Exercise goal: In the entries that follow, the lines from the one with "Namespace cleanup controller" through the one with "use kube::runtime::controller::Action;" are the ones to write out, exactly and with both ends included. Nothing else should appear.

Records from a data collection:
☆ ☆ ☆
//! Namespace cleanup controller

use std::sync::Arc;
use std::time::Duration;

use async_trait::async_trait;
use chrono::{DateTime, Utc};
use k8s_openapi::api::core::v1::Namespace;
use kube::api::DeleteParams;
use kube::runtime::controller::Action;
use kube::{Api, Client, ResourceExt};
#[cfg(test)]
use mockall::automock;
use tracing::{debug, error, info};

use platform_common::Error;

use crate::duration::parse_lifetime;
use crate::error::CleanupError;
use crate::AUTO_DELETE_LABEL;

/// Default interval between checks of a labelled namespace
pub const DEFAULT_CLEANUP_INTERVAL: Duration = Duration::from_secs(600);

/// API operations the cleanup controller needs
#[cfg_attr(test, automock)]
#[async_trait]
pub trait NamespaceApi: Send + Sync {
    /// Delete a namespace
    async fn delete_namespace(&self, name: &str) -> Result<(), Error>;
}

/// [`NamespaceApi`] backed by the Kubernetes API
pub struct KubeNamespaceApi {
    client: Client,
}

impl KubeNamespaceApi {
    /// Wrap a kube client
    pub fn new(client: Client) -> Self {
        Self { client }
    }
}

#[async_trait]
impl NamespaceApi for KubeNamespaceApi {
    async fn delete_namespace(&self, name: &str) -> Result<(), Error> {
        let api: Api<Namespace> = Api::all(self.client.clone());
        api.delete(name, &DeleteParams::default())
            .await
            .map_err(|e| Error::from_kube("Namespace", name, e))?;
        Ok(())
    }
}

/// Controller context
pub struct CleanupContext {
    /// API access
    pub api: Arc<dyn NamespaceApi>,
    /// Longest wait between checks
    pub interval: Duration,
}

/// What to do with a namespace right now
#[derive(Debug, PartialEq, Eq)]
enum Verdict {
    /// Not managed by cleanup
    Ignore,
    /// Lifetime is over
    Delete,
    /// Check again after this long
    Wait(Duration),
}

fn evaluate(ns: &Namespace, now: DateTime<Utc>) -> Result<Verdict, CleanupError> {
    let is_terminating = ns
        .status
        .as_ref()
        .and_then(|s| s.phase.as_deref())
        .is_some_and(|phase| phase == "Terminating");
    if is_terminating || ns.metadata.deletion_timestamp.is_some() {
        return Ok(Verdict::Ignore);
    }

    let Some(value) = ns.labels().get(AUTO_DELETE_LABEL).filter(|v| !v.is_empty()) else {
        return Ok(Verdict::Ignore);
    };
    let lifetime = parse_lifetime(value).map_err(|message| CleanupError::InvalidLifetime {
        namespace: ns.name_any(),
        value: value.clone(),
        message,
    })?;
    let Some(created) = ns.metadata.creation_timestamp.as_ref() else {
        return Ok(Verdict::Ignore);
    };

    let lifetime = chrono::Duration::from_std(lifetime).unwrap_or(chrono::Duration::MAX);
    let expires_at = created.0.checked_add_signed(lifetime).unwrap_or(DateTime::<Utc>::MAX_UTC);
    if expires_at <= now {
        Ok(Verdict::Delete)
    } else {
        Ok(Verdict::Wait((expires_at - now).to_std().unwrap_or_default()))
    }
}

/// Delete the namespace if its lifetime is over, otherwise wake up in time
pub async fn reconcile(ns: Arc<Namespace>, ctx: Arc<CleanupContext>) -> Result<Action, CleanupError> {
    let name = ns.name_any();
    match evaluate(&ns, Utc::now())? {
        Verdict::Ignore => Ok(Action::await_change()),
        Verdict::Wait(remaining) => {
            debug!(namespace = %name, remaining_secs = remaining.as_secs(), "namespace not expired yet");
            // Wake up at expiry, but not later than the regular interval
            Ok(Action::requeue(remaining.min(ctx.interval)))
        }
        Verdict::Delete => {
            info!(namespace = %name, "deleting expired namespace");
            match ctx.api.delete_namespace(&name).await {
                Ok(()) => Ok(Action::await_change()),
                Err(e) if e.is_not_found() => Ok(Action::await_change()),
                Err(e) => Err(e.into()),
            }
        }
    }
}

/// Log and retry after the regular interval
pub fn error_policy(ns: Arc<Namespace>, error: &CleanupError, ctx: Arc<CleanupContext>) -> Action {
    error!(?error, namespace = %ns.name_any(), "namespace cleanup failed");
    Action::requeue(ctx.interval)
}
☆ ☆ ☆
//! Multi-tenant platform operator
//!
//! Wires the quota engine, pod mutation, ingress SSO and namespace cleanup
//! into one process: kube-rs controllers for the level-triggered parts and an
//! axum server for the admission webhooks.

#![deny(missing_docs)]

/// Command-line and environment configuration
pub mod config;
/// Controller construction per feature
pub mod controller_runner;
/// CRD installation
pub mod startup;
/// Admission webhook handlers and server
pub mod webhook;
☆ ☆ ☆
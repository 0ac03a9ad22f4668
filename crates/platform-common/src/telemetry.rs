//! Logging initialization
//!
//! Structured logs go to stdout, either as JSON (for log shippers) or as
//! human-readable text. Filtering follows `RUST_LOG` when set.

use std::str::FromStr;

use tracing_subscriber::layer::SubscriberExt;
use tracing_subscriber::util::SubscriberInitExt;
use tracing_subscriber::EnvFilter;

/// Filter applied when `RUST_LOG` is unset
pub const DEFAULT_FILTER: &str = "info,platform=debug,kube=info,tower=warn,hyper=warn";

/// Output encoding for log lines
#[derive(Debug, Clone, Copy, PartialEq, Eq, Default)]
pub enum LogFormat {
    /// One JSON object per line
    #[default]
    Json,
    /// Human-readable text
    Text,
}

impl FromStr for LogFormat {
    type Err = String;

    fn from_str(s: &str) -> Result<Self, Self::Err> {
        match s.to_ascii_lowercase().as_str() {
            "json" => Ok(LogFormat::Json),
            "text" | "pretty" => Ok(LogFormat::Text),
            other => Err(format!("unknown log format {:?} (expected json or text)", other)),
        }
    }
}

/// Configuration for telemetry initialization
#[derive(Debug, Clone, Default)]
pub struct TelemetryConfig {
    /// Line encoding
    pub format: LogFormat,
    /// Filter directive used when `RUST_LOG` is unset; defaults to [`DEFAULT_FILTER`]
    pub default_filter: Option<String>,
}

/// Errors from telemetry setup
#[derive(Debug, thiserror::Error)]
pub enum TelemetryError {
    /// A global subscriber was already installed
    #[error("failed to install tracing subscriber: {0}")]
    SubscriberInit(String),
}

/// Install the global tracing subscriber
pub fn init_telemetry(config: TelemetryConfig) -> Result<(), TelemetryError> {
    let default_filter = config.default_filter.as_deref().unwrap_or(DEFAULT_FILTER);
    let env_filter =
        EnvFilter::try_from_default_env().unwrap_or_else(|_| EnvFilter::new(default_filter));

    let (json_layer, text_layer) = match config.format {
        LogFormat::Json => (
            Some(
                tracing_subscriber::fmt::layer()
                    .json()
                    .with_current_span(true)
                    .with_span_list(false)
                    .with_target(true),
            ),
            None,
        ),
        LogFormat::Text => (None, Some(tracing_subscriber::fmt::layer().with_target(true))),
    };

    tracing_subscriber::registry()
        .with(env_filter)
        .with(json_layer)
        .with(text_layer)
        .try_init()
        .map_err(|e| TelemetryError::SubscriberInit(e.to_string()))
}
☆ ☆ ☆
Solution for this exercise:
//! Namespace cleanup controller

use std::sync::Arc;
use std::time::Duration;

use async_trait::async_trait;
use chrono::{DateTime, Utc};
use k8s_openapi::api::core::v1::Namespace;
use kube::api::DeleteParams;
use kube::runtime::controller::Action;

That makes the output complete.